Requirement – Report every line of the records below that contains the word "could".
════════════════════
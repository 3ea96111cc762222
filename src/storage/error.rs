//! Error types for sink operations

use std::fmt;
use std::time::Duration;

/// Result type alias for sink operations
pub type SinkResult<T> = Result<T, SinkError>;

/// Errors that can occur while talking to the time-series sink
#[derive(Debug)]
pub enum SinkError {
    /// Sink could not be reached (connect, ping)
    ConnectionFailed(String),

    /// Read query failed or the sink reported a query error
    QueryFailed(String),

    /// Point write was rejected or failed in transit
    WriteFailed(String),

    /// The response could not be decoded
    InvalidResponse(String),

    /// Invalid configuration
    InvalidConfig(String),

    /// The call did not finish within its deadline
    Timeout(Duration),
}

impl fmt::Display for SinkError {
    fn fmt(&self, f: &mut fmt::Formatter<'_>) -> fmt::Result {
        match self {
            SinkError::ConnectionFailed(msg) => write!(f, "failed to connect to sink: {}", msg),
            SinkError::QueryFailed(msg) => write!(f, "sink query failed: {}", msg),
            SinkError::WriteFailed(msg) => write!(f, "sink write failed: {}", msg),
            SinkError::InvalidResponse(msg) => write!(f, "invalid sink response: {}", msg),
            SinkError::InvalidConfig(msg) => write!(f, "invalid sink configuration: {}", msg),
            SinkError::Timeout(after) => write!(f, "sink call timed out after {:?}", after),
        }
    }
}

impl std::error::Error for SinkError {}

impl From<reqwest::Error> for SinkError {
    fn from(err: reqwest::Error) -> Self {
        if err.is_connect() {
            SinkError::ConnectionFailed(err.to_string())
        } else if err.is_decode() {
            SinkError::InvalidResponse(err.to_string())
        } else {
            SinkError::QueryFailed(err.to_string())
        }
    }
}

/// Run a sink call under a deadline, mapping expiry to [`SinkError::Timeout`].
pub async fn with_deadline<T, F>(deadline: Duration, call: F) -> SinkResult<T>
where
    F: std::future::Future<Output = SinkResult<T>>,
{
    match tokio::time::timeout(deadline, call).await {
        Ok(result) => result,
        Err(_) => Err(SinkError::Timeout(deadline)),
    }
}
//! API shared state

use std::sync::Arc;

use crate::actors::dedup::AlertDeduplicator;
use crate::actors::ingest::EventQueue;
use crate::runtime::ContainerRuntime;

/// Shared state passed to all API handlers
#[derive(Clone)]
pub struct ApiState {
    /// Runtime used to restart containers
    pub runtime: Arc<dyn ContainerRuntime>,

    /// Producer handle of the event queue, for its counters
    pub queue: EventQueue,

    /// Deduplicator, for the currently alerted keys
    pub deduplicator: Arc<AlertDeduplicator>,
}

impl ApiState {
    pub fn new(
        runtime: Arc<dyn ContainerRuntime>,
        queue: EventQueue,
        deduplicator: Arc<AlertDeduplicator>,
    ) -> Self {
        Self {
            runtime,
            queue,
            deduplicator,
        }
    }
}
════════════════════
Result –
    /// Sink could not be reached (connect, ping)
    /// The response could not be decoded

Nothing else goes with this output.